Doug's Blog: Cancer free for three

By Doug Walker - bio | email

BILOXI, MS  (WLOX) - Three years ago this week, I heard the three words that no one wants to hear "You have cancer."  It hit me like a bomb.  In recent years, I went on a serious health kick, losing more than 120 pounds, and hitting the gym several times a week.  I thought I was indestructible.  I thought wrong.  "You have cancer."

At first, I didn't know what to think.  The doctor said I had kidney cancer, and they wouldn't know the full extent of the cancer until surgery.  For just a moment, I thought about death.  But only for a moment.  I mostly thought about beating the disease.  Those who have been diagnosed with cancer know exactly what I'm talking about.  It's ironic that I'm writing this Blog this week, because Camp Bluebird just ended this past weekend.  It's a very special camp for cancer survivors to get support and share their experiences.

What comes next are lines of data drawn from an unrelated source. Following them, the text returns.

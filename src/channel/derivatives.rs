use std::collections::BTreeMap;
use serde::{Deserialize, Serialize};
use crate::constants::VOLTAGE_SYMBOL;
use crate::symbolic::Expr;
use super::model::ChannelModel;


/// Exact partial derivatives of one state variable
#[derive(Debug, Clone, PartialEq, Serialize, Deserialize)]
pub struct StateDerivatives {
    /// d(open probability)/dx
    pub dp_dx: Expr,
    /// d(x')/dv
    pub df_dv: Expr,
    /// d(x')/dx
    pub df_dx: Expr,
    /// d(x')/dc for every concentration
    pub df_dc: BTreeMap<String, Expr>,
}

/// Derivative bundle of a model keyed by state variable.
///
/// Taken before any default parameter is substituted so the same bundle
/// serves every parameter override.
pub fn derive(model: &ChannelModel) -> BTreeMap<String, StateDerivatives> {
    let concentrations = model.concentration_names();

    model.all_kinetics()
        .iter()
        .map(|(state, kinetics)| {
            let rate_of_change = &kinetics.rate_of_change;
            let derivatives = StateDerivatives {
                dp_dx: model.open_probability().diff(state),
                df_dv: rate_of_change.diff(VOLTAGE_SYMBOL),
                df_dx: rate_of_change.diff(state),
                df_dc: concentrations.iter()
                    .map(|c| (c.clone(), rate_of_change.diff(c)))
                    .collect(),
            };

            (state.clone(), derivatives)
        })
        .collect()
}
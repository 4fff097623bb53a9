use std::collections::BTreeMap;
use ndarray::{ArrayD, ArrayViewD};
use tracing::debug;
use super::{CompiledExpression, Laurent, Scalar, map_broadcast};
use crate::constants::TRAP_TOLERANCE;
use crate::error::{EvaluationError, ExpressionError};
use crate::symbolic::{Expr, Function};


/// Compiled closure with voltage as first argument that switches to the
/// limit formula within [`TRAP_TOLERANCE`] of a removable singularity.
///
/// Scalars and arrays go through the same elementwise path, a scalar is a
/// zero dimensional array.
#[derive(Debug, Clone, PartialEq)]
pub struct ChannelFunction {
    regular: CompiledExpression,
    singular_points: Vec<f64>,
}

impl ChannelFunction {
    pub fn compile(expr: &Expr, arguments: &[String]) -> Result<Self, ExpressionError> {
        Ok(ChannelFunction {
            regular: CompiledExpression::compile(expr, arguments)?,
            singular_points: vec![],
        })
    }

    pub fn with_singular_points(mut self, points: &[f64]) -> Self {
        self.singular_points = points.to_vec();

        self
    }

    pub fn singular_points(&self) -> &[f64] {
        &self.singular_points
    }

    pub fn arity(&self) -> usize {
        self.regular.arity()
    }

    /// Singular point the voltage selects, strictly closer than the tolerance
    pub fn selected_point(&self, voltage: f64) -> Option<f64> {
        self.singular_points.iter()
            .copied()
            .find(|point| (voltage - point).abs() < TRAP_TOLERANCE)
    }

    pub fn call(&self, args: &[f64]) -> f64 {
        let voltage = args.first().copied().unwrap_or(f64::NAN);

        match self.selected_point(voltage) {
            Some(point) => self.limit(args, point),
            None => self.regular.eval(args),
        }
    }

    /// Limit formula around `point`, valid at the point itself
    pub fn limit(&self, args: &[f64], point: f64) -> f64 {
        let mut series: Vec<Laurent> = args.iter().map(|a| Laurent::constant(*a)).collect();
        let offset = match series.first_mut() {
            Some(first) => {
                *first = Laurent::variable(point);
                args[0] - point
            },
            None => 0.,
        };

        self.regular.eval(&series).evaluate(offset)
    }

    pub fn evaluate(&self, args: &[ArrayViewD<f64>]) -> Result<ArrayD<f64>, EvaluationError> {
        map_broadcast(args, |row| self.call(row))
    }
}

/// Arguments of `exp` factors in the terms of a sum or product
fn exponential_arguments(expr: &Expr, found: &mut Vec<Expr>) {
    match expr {
        Expr::Call(Function::Exp, argument) => found.push(argument.as_ref().clone()),
        Expr::Add(operands) | Expr::Mul(operands) => {
            for operand in operands {
                exponential_arguments(operand, found);
            }
        },
        _ => {},
    }
}

fn root_candidates(denominator: &Expr, voltage: &str) -> Vec<f64> {
    let mut candidates = vec![];

    if let Some((slope, intercept)) = denominator.as_linear(voltage) {
        if slope != 0. {
            candidates.push(-intercept / slope);
        }
    }

    let mut arguments = vec![];
    exponential_arguments(denominator, &mut arguments);
    for argument in arguments {
        if let Some((slope, intercept)) = argument.as_linear(voltage) {
            if slope != 0. {
                candidates.push(-intercept / slope);
            }
        }
    }

    candidates
}

fn is_removable(exprs: &[Expr], voltage: &str, point: f64) -> bool {
    let arguments = [String::from(voltage)];
    exprs.iter().all(|expr| match CompiledExpression::compile(expr, &arguments) {
        Ok(compiled) => compiled.eval(&[Laurent::variable(point)]).evaluate(0.).is_finite(),
        Err(_) => false,
    })
}

/// Voltages where a denominator of one of `exprs` vanishes while every
/// expression keeps a finite limit, after substituting `parameters` for all
/// other symbols. Linear denominators and `exp(a * v + b)` terms are scanned.
pub fn find_singular_points(exprs: &[Expr], voltage: &str, parameters: &BTreeMap<String, Expr>) -> Vec<f64> {
    let exprs: Vec<Expr> = exprs.iter().map(|e| e.subs_all(parameters)).collect();
    let arguments = [String::from(voltage)];

    let mut points: Vec<f64> = vec![];
    for expr in exprs.iter() {
        for denominator in expr.denominators() {
            let compiled = match CompiledExpression::compile(&denominator, &arguments) {
                Ok(compiled) => compiled,
                Err(_) => continue,
            };

            for candidate in root_candidates(&denominator, voltage) {
                let scale = denominator.subs(voltage, &Expr::Number(candidate + 1.))
                    .as_number()
                    .map(f64::abs)
                    .unwrap_or(1.)
                    .max(1.);
                let vanishes = compiled.eval(&[candidate]).abs() < 1e-9 * scale;

                if vanishes && is_removable(&exprs, voltage, candidate) {
                    points.push(candidate);
                }
            }
        }
    }

    points.sort_by(|a, b| a.total_cmp(b));
    points.dedup_by(|a, b| (*a - *b).abs() < TRAP_TOLERANCE);

    for point in points.iter() {
        debug!(point, "found removable singularity");
    }

    points
}

#[cfg(test)]
mod test {
    use super::*;
    use ndarray::{arr0, arr1};
    use crate::symbolic::parse;
    use crate::error::IonChannelError;

    fn alpha_m() -> Result<Expr, ExpressionError> {
        parse("0.182 * (v + 38.) / (1. - exp(-(v + 38.) / 6.))")
    }

    #[test]
    fn test_finds_singular_point() -> Result<(), IonChannelError> {
        let points = find_singular_points(&[alpha_m()?], "v", &BTreeMap::new());
        assert_eq!(points.len(), 1);
        assert!((points[0] + 38.).abs() < 1e-9);

        Ok(())
    }

    #[test]
    fn test_ignores_regular_denominators() -> Result<(), IonChannelError> {
        let expr = parse("1 / (1 + exp((v - 18.7) / (-9.7)))")?;
        assert!(find_singular_points(&[expr], "v", &BTreeMap::new()).is_empty());

        // a true pole is not removable
        let expr = parse("1 / (v + 10)")?;
        assert!(find_singular_points(&[expr], "v", &BTreeMap::new()).is_empty());

        Ok(())
    }

    #[test]
    fn test_dispatch_is_finite_at_point() -> Result<(), IonChannelError> {
        let args = vec![String::from("v")];
        let function = ChannelFunction::compile(&alpha_m()?, &args)?.with_singular_points(&[-38.]);

        let at_point = function.call(&[-38.]);
        assert!(at_point.is_finite());
        assert!((at_point - 0.182 * 6.).abs() < 1e-9);

        let near = function.call(&[-38. + 5e-5]);
        let outside = function.call(&[-38. + 1e-3]);
        assert!((near - at_point).abs() < 1e-4);
        assert!((outside - at_point).abs() < 1e-3);

        Ok(())
    }

    #[test]
    fn test_tolerance_is_strict() -> Result<(), IonChannelError> {
        let args = vec![String::from("v")];
        let function = ChannelFunction::compile(&parse("v")?, &args)?.with_singular_points(&[0.]);

        assert_eq!(function.selected_point(0.5 * TRAP_TOLERANCE), Some(0.));
        assert_eq!(function.selected_point(TRAP_TOLERANCE), None);
        assert_eq!(function.selected_point(-TRAP_TOLERANCE), None);

        Ok(())
    }

    #[test]
    fn test_scalar_and_array_paths_agree() -> Result<(), IonChannelError> {
        let args = vec![String::from("v")];
        let function = ChannelFunction::compile(&alpha_m()?, &args)?.with_singular_points(&[-38.]);

        let voltages = arr1(&[-40., -38., -38. + 2e-5, -37.9, 0.]).into_dyn();
        let array_result = function.evaluate(&[voltages.view()])?;

        for (v, value) in voltages.iter().zip(array_result.iter()) {
            let scalar = arr0(*v).into_dyn();
            let scalar_result = function.evaluate(&[scalar.view()])?;
            assert_eq!(scalar_result.ndim(), 0);
            assert_eq!(scalar_result.sum(), *value);
            assert!(value.is_finite());
        }

        Ok(())
    }
}
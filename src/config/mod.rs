//! TOML configuration of the batch compiler.

use std::fs::read_to_string;
use std::path::{Path, PathBuf};
use serde::{Deserialize, Serialize};
use tracing::debug;
use crate::channel::ChannelDefinition;
use crate::error::ConfigError;
use crate::registry::ChannelRegistry;


fn default_mod_directory() -> PathBuf {
    PathBuf::from("mechanisms")
}

fn default_cpp_directory() -> PathBuf {
    PathBuf::from("cpp")
}

fn default_include_builtin() -> bool {
    true
}

/// Where and how generated sources are written
#[derive(Debug, Clone, PartialEq, Serialize, Deserialize)]
pub struct OutputConfig {
    /// One `I<name>.mod` file per channel
    #[serde(default = "default_mod_directory")]
    pub mod_directory: PathBuf,
    /// `Ionchannels.h` and `Ionchannels.cc`
    #[serde(default = "default_cpp_directory")]
    pub cpp_directory: PathBuf,
    /// Maximal conductance in uS/cm2 written into every mechanism
    #[serde(default)]
    pub conductance: f64,
    /// Generate the built-in channels before the configured ones
    #[serde(default = "default_include_builtin")]
    pub include_builtin: bool,
}

impl Default for OutputConfig {
    fn default() -> Self {
        OutputConfig {
            mod_directory: default_mod_directory(),
            cpp_directory: default_cpp_directory(),
            conductance: 0.,
            include_builtin: default_include_builtin(),
        }
    }
}

#[derive(Debug, Clone, Default, PartialEq, Serialize, Deserialize)]
pub struct CompilerConfig {
    #[serde(default)]
    pub output: OutputConfig,
    #[serde(default)]
    pub channels: Vec<ChannelDefinition>,
}

impl CompilerConfig {
    pub fn from_toml_str(text: &str) -> Result<Self, ConfigError> {
        toml::from_str(text).map_err(|e| ConfigError::TomlParse(e.to_string()))
    }

    pub fn from_file<P: AsRef<Path>>(path: P) -> Result<Self, ConfigError> {
        let path = path.as_ref();
        let text = read_to_string(path)
            .map_err(|e| ConfigError::FileRead(format!("{}: {}", path.display(), e)))?;

        debug!(path = %path.display(), "read configuration");

        CompilerConfig::from_toml_str(&text)
    }

    /// Built-in channels (when enabled) followed by the configured ones,
    /// names must be unique across both
    pub fn registry(&self) -> Result<ChannelRegistry, ConfigError> {
        let mut registry = if self.output.include_builtin {
            ChannelRegistry::builtin()?
        } else {
            ChannelRegistry::new()
        };

        for definition in self.channels.iter() {
            registry.register(definition.clone())?;
        }

        Ok(registry)
    }
}

#[cfg(test)]
mod test {
    use super::*;
    use crate::constants::Ion;
    use crate::channel::Concentrations;

    #[test]
    fn test_defaults() -> Result<(), ConfigError> {
        let config = CompilerConfig::from_toml_str("")?;

        assert_eq!(config.output, OutputConfig::default());
        assert!(config.channels.is_empty());
        assert_eq!(config.registry()?.len(), 5);

        Ok(())
    }

    #[test]
    fn test_channel_table() -> Result<(), ConfigError> {
        let text = r#"
            [output]
            mod_directory = "out/mod"
            conductance = 100.0
            include_builtin = false

            [[channels]]
            name = "CaHVA"
            ion = "ca"
            open_probability = "m**2 * h"
            concentrations = { ca = 0.0001 }
            [channels.alpha]
            m = "-0.055 * (v + 27.) / (exp(-(v + 27.) / 3.8) - 1.)"
            [channels.beta]
            m = "0.94 * exp(-(v + 75.) / 17.)"
            [channels.asymptotic_value]
            h = "1. / (1. + exp((v + 13.) / 12.))"
            [channels.time_constant]
            h = "1000."
        "#;

        let config = CompilerConfig::from_toml_str(text)?;
        assert_eq!(config.output.mod_directory, PathBuf::from("out/mod"));
        assert_eq!(config.output.cpp_directory, PathBuf::from("cpp"));

        let definition = &config.channels[0];
        assert_eq!(definition.ion, Some(Ion::Ca));
        assert!(matches!(&definition.concentrations, Some(Concentrations::Values(values)) if values["ca"] == 0.0001));

        let registry = config.registry()?;
        assert_eq!(registry.names(), vec!["CaHVA"]);

        Ok(())
    }

    #[test]
    fn test_duplicate_of_builtin() -> Result<(), ConfigError> {
        let text = r#"
            [[channels]]
            name = "SK"
            open_probability = "z"
            [channels.asymptotic_value]
            z = "1."
            [channels.time_constant]
            z = "1."
        "#;

        let config = CompilerConfig::from_toml_str(text)?;
        assert!(matches!(config.registry(), Err(ConfigError::DuplicateChannel(_))));

        Ok(())
    }

    #[test]
    fn test_invalid_toml() {
        assert!(matches!(CompilerConfig::from_toml_str("[output"), Err(ConfigError::TomlParse(_))));
    }
}
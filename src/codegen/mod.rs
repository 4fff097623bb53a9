//! Source generation for NEURON mechanisms and C++ channel classes.
//!
//! Both backends print the symbolic expressions of a [`ChannelModel`]
//! directly, state variables and concentrations are enumerated in sorted
//! order so the output is byte stable.
//!
//! [`ChannelModel`]: crate::channel::ChannelModel

pub mod nmodl;
pub mod cpp;
pub mod batch;

pub use nmodl::{ModFile, generate_mod_file};
pub use cpp::{CppChannel, generate_cpp_channel};
pub use batch::{BatchOutput, BatchReport, compile_registry, generate_registry};


/// Joins `items` formatted by `f` with `separator`
pub(crate) fn join_with<T, F: Fn(&T) -> String>(items: &[T], separator: &str, f: F) -> String {
    items.iter()
        .map(f)
        .collect::<Vec<String>>()
        .join(separator)
}
//! Per-window layout state records.
//!
//! [`WindowRegistry`] maps a stable [`WindowIdentity`] (the owning process
//! id) to the window's last applied [`LayoutState`]. Records are created
//! lazily on the first command that touches a window and live in memory only.
//!
//! Identities are recycled by the OS, so a record is never trusted blindly:
//! [`resolve`](WindowRegistry::resolve) resets a record whose handle no
//! longer matches the live window, and the registry evicts the
//! least-recently-used record once a configurable cap is exceeded.

use crate::layout::LayoutState;
use std::collections::HashMap;
use std::fmt;

/// Stable identifier for a window's owning process.
#[derive(Debug, Clone, Copy, PartialEq, Eq, Hash)]
pub struct WindowIdentity(pub i32);

impl fmt::Display for WindowIdentity {
    fn fmt(&self, f: &mut fmt::Formatter<'_>) -> fmt::Result {
        write!(f, "pid {}", self.0)
    }
}

/// Opaque per-window handle assigned by the window system (Hyprland's
/// window address). Used to move the window and to detect identity reuse.
#[derive(Debug, Clone, PartialEq, Eq)]
pub struct WindowHandle(pub String);

impl fmt::Display for WindowHandle {
    fn fmt(&self, f: &mut fmt::Formatter<'_>) -> fmt::Result {
        write!(f, "{}", self.0)
    }
}

/// One tracked window: its handle and last applied layout state.
#[derive(Debug, Clone)]
pub struct WindowRecord {
    pub handle: WindowHandle,
    pub state: LayoutState,
    /// Monotonic tick of the last resolve, for LRU eviction.
    last_used: u64,
}

/// Registry of tracked windows, keyed by owning-process identity.
///
/// Owned by whoever constructs the [`Dispatcher`](crate::dispatcher::Dispatcher)
/// — there is deliberately no global instance.
#[derive(Debug)]
pub struct WindowRegistry {
    records: HashMap<WindowIdentity, WindowRecord>,
    /// Maximum number of records kept before LRU eviction kicks in.
    max_tracked: usize,
    clock: u64,
}

impl WindowRegistry {
    /// Create a registry that tracks at most `max_tracked` windows.
    ///
    /// A cap of zero is treated as one — the focused window must always be
    /// trackable.
    pub fn new(max_tracked: usize) -> Self {
        Self {
            records: HashMap::new(),
            max_tracked: max_tracked.max(1),
            clock: 0,
        }
    }

    /// Number of windows currently tracked.
    pub fn len(&self) -> usize {
        self.records.len()
    }

    /// Whether no windows are tracked.
    pub fn is_empty(&self) -> bool {
        self.records.is_empty()
    }

    /// Look up the record for `identity`, creating it (in
    /// [`LayoutState::Unpositioned`]) if absent.
    ///
    /// If a record exists but its handle differs from `handle`, the process
    /// id has been recycled by a different window: the record restarts from
    /// `Unpositioned` with the new handle.
    pub fn resolve(&mut self, identity: WindowIdentity, handle: WindowHandle) -> &WindowRecord {
        self.clock += 1;
        let tick = self.clock;

        let record = self
            .records
            .entry(identity)
            .or_insert_with(|| WindowRecord {
                handle: handle.clone(),
                state: LayoutState::Unpositioned,
                last_used: tick,
            });
        if record.handle != handle {
            record.handle = handle;
            record.state = LayoutState::Unpositioned;
        }
        record.last_used = tick;

        self.evict_lru(identity);
        // Re-borrow after eviction; `identity` itself is never evicted.
        &self.records[&identity]
    }

    /// Persist `state` as the last applied layout for `identity`.
    ///
    /// A no-op for untracked identities (e.g. evicted between resolve and
    /// update — cannot happen under single-threaded dispatch, but harmless).
    pub fn update(&mut self, identity: WindowIdentity, state: LayoutState) {
        if let Some(record) = self.records.get_mut(&identity) {
            record.state = state;
        }
    }

    /// Drop the record for `identity`, if any. Called when the window system
    /// reports the window gone.
    pub fn evict(&mut self, identity: WindowIdentity) -> bool {
        self.records.remove(&identity).is_some()
    }

    /// Evict least-recently-used records until the cap holds, never touching
    /// `keep`.
    fn evict_lru(&mut self, keep: WindowIdentity) {
        while self.records.len() > self.max_tracked {
            let oldest = self
                .records
                .iter()
                .filter(|(id, _)| **id != keep)
                .min_by_key(|(_, r)| r.last_used)
                .map(|(id, _)| *id);
            match oldest {
                Some(id) => {
                    self.records.remove(&id);
                }
                None => break,
            }
        }
    }
}
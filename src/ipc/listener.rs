//! Unix-socket [`CommandSource`] implementation.
//!
//! Binds a Unix stream socket and accepts one connection at a time.
//! Each line received is parsed as a JSON-encoded [`Command`].
//!
//! # Wire format
//!
//! Every message is a single line of JSON followed by `\n` — a bare string,
//! matched case-insensitively:
//!
//! ```json
//! "left"
//! "Right"
//! "up"
//! "maximize"
//! ```
//!
//! Hotkey chords are bound outside the daemon, e.g. in `hyprland.conf`:
//!
//! ```text
//! bind = SUPER SHIFT, left, exec, printf '"left"\n' | socat - UNIX-CONNECT:$XDG_RUNTIME_DIR/hyprsnap.sock
//! ```

use crate::command::Command;
use crate::traits::CommandSource;
use log::{debug, error, info};
use std::io::{BufRead, BufReader};
use std::os::unix::net::UnixListener;
use std::path::{Path, PathBuf};
use std::sync::mpsc;

/// A [`CommandSource`] that listens on a Unix stream socket for
/// JSON-encoded commands.
///
/// Each accepted connection can send multiple newline-delimited JSON
/// commands.  When the connection closes, the listener waits for the
/// next one.
pub struct UnixSocketListener {
    path: PathBuf,
}

/// Errors produced by the Unix socket listener.
#[derive(Debug, thiserror::Error)]
pub enum UnixSocketError {
    #[error("io error: {0}")]
    Io(#[from] std::io::Error),
    #[error("json parse error: {0}")]
    Json(#[from] serde_json::Error),
}

impl UnixSocketListener {
    /// Create a new listener bound to `path`.
    ///
    /// The socket file is created when [`run`](CommandSource::run) is called
    /// and removed when the source shuts down.
    pub fn new(path: impl AsRef<Path>) -> Self {
        Self {
            path: path.as_ref().to_path_buf(),
        }
    }

    /// The filesystem path of the socket.
    pub fn path(&self) -> &Path {
        &self.path
    }
}

impl CommandSource for UnixSocketListener {
    type Error = UnixSocketError;

    /// Bind the socket and start accepting connections.
    ///
    /// This method **blocks** indefinitely.  Run it on a dedicated thread.
    fn run(&mut self, sink: mpsc::Sender<Command>) -> Result<(), Self::Error> {
        // Remove stale socket if present.
        let _ = std::fs::remove_file(&self.path);

        let listener = UnixListener::bind(&self.path)?;
        info!("listening on {}", self.path.display());

        for stream in listener.incoming() {
            match stream {
                Ok(stream) => {
                    debug!("client connected");
                    let reader = BufReader::new(stream);
                    for line in reader.lines() {
                        match line {
                            Ok(ref text) if text.trim().is_empty() => continue,
                            Ok(text) => match serde_json::from_str::<Command>(&text) {
                                Ok(cmd) => {
                                    debug!("received {:?}", cmd);
                                    if sink.send(cmd).is_err() {
                                        info!("sink closed, shutting down");
                                        return Ok(());
                                    }
                                }
                                Err(e) => {
                                    error!("bad command: {} — {}", text, e);
                                }
                            },
                            Err(e) => {
                                error!("read error: {}", e);
                                break;
                            }
                        }
                    }
                    debug!("client disconnected");
                }
                Err(e) => {
                    error!("accept error: {}", e);
                }
            }
        }
        Ok(())
    }
}

//  Tests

The support and love of my wife and children, my in-laws, and brother and sister helped tremendously.  Not to mention all the support from my friends at WLOX.

It was time for surgery.  The operation took almost five hours, and doctors removed my right kidney, and explored the rest of my mid-section.  The news was good, the cancer was contained in the kidney, and taking it out took out the cancer.  I was very lucky.  Because kidney cancer is so deep, radiation and chemo would have been risky and possibly ineffective if the cancer had spread.  My prayers had been answered.

It's now been three years and I'm still cancer free.  I have to undergo a battery of tests every year just to make sure, but that's a small price to pay.  But the psychological games that cancer plays on your mind still come up every now and then.  You get a strange pain, and you think, oh no, maybe it's cancer.  A small lump on your back, it could be cancer. It sounds kind of silly, but again, those who have had cancer know what I'm talking about.  Fortunately, everything is fine, and I'm in good health, and hitting the gym like a warrior. I feel very lucky.

And my outlook on life has changed, Pre-cancer, I took the small pleasures in life for granted.  I worked hard and I deserved them.  In other words, I was a bit selfish from time to time, as most of us are.  Post-cancer, I thank God every day for the blessings in my life, however small.  And I pray for all of those who have had cancer, and all of those who will in the future.  But keep your head up, and tell yourself, I'm going to beat it.  It's the only way to go.  Trust me.